Adult conflict including domestic violence
r) There is significant conflict in the parents’ relationship, including serious incidents of domestic violence by the father against the mother. The children have been repeatedly exposed to this adult conflict. The mother expresses fear of the father. She continues to reside with him. s) The mother has at times sought safety in a shelter but resumes living with the father thereafter.
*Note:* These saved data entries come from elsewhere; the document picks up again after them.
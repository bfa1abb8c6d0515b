//! Hidden-shard grid

use glam::Vec2;
use rand::{Rng, SeedableRng};
use rand_pcg::Pcg32;

/// Grid width in cells
pub const GRID_W: u32 = 20;
/// Grid height in cells
pub const GRID_H: u32 = 10;
/// Cell edge in pixels
pub const CELL: u32 = 16;
/// Chance that a cell hides a shard
pub const SHARD_CHANCE: f64 = 0.3;

/// Result of brushing one point
#[derive(Debug, Clone, Copy, PartialEq, Eq)]
pub enum Reveal {
    OutOfBounds,
    AlreadyRevealed,
    Empty { x: u32, y: u32 },
    Shard { x: u32, y: u32 },
}

/// The dirt grid and what lies under it
#[derive(Debug, Clone)]
pub struct Board {
    shards: Vec<bool>,
    revealed: Vec<bool>,
}

impl Board {
    /// Random layout from a seed (same seed, same board)
    pub fn new(seed: u64) -> Self {
        let mut rng = Pcg32::seed_from_u64(seed);
        Self::from_fn(|_, _| rng.random_bool(SHARD_CHANCE))
    }

    /// Layout from a predicate over (x, y), filled row by row
    pub fn from_fn(mut has_shard: impl FnMut(u32, u32) -> bool) -> Self {
        let mut shards = Vec::with_capacity((GRID_W * GRID_H) as usize);
        for y in 0..GRID_H {
            for x in 0..GRID_W {
                shards.push(has_shard(x, y));
            }
        }
        Self {
            revealed: vec![false; shards.len()],
            shards,
        }
    }

    /// Canvas size in pixels
    pub fn pixel_size() -> Vec2 {
        Vec2::new((GRID_W * CELL) as f32, (GRID_H * CELL) as f32)
    }

    #[inline]
    fn index(x: u32, y: u32) -> usize {
        (y * GRID_W + x) as usize
    }

    /// Cell under a canvas pixel position
    pub fn cell_at(pos: Vec2) -> Option<(u32, u32)> {
        if !pos.is_finite() || pos.x < 0.0 || pos.y < 0.0 {
            return None;
        }
        let x = (pos.x / CELL as f32).floor() as u32;
        let y = (pos.y / CELL as f32).floor() as u32;
        (x < GRID_W && y < GRID_H).then_some((x, y))
    }

    pub fn has_shard(&self, x: u32, y: u32) -> bool {
        x < GRID_W && y < GRID_H && self.shards[Self::index(x, y)]
    }

    pub fn is_revealed(&self, x: u32, y: u32) -> bool {
        x < GRID_W && y < GRID_H && self.revealed[Self::index(x, y)]
    }

    /// Uncover the cell under `pos`; each cell can be uncovered once
    pub fn reveal_at(&mut self, pos: Vec2) -> Reveal {
        let Some((x, y)) = Self::cell_at(pos) else {
            return Reveal::OutOfBounds;
        };
        let i = Self::index(x, y);
        if self.revealed[i] {
            return Reveal::AlreadyRevealed;
        }
        self.revealed[i] = true;
        if self.shards[i] {
            Reveal::Shard { x, y }
        } else {
            Reveal::Empty { x, y }
        }
    }

    /// Shards uncovered so far
    pub fn score(&self) -> usize {
        self.shards
            .iter()
            .zip(&self.revealed)
            .filter(|(shard, revealed)| **shard && **revealed)
            .count()
    }

    pub fn shard_count(&self) -> usize {
        self.shards.iter().filter(|s| **s).count()
    }
}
She has been unable to separate herself from the father for a sustained period of time. t) When the mother is separated from the father, such as when he was in custody in the summer of 2018, she makes positive changes for herself. However, she has been unable to remain separate from the father when he is not in custody. u) In July 2018, the father was arrested due to violence against the mother. The police report indicates that the father threw the mother to the ground and choked her. The father later stated that he was intoxicated during this incident. Following this incident the mother reported fear of the father but gave her consent for him to contact her after his release from custody. v) In 2016 the father was convicted of “Uttering Threat to Cause Death or Bodily Harm.” w) As recently as September 23, 2018, the mother told the police that she is afraid of the father. x) Notwithstanding that domestic violence has been an ongoing concern and that the mother has repeatedly been victimized, she has declined programming related to violence against women.
Police involvement
y) The parents’ conflict and difficulties with alcohol have often led to the involvement of the police. From January 2016 to December 2018, the parents were involved with the police on numerous occasions. The police noted that the parents were intoxicated on almost all occasions. The police records include, for example, the following incidents: z) On September 22, 2016, the mother fell and broke her nose. The police noted that both parents were intoxicated and the children were unattended. The society was called; aa) On April 14, 2018, the mother was apprehended under the Mental Health Act, the father was noted to be intoxicated. He was seen trying to remove the mother’s restraints; bb) On June 1, 2018, the father was found by police to be intoxicated in public and charged under the Liquor Licence Act; cc) On September 23, 2018, the father was arrested for public intoxication. He was aggressive with the police and was carrying a pellet gun; on this occasion the mother revoked the consent to contact; dd) On October 31, 2018, the mother ran into a bar and was seen to have a one inch cut on her hand and a pink linear mark on her cheek. She said she and the father had had an argument. The police noted that the mother was intoxicated; ee) On December 5, 2018, the police responded to a domestic incident in which alcohol was involved.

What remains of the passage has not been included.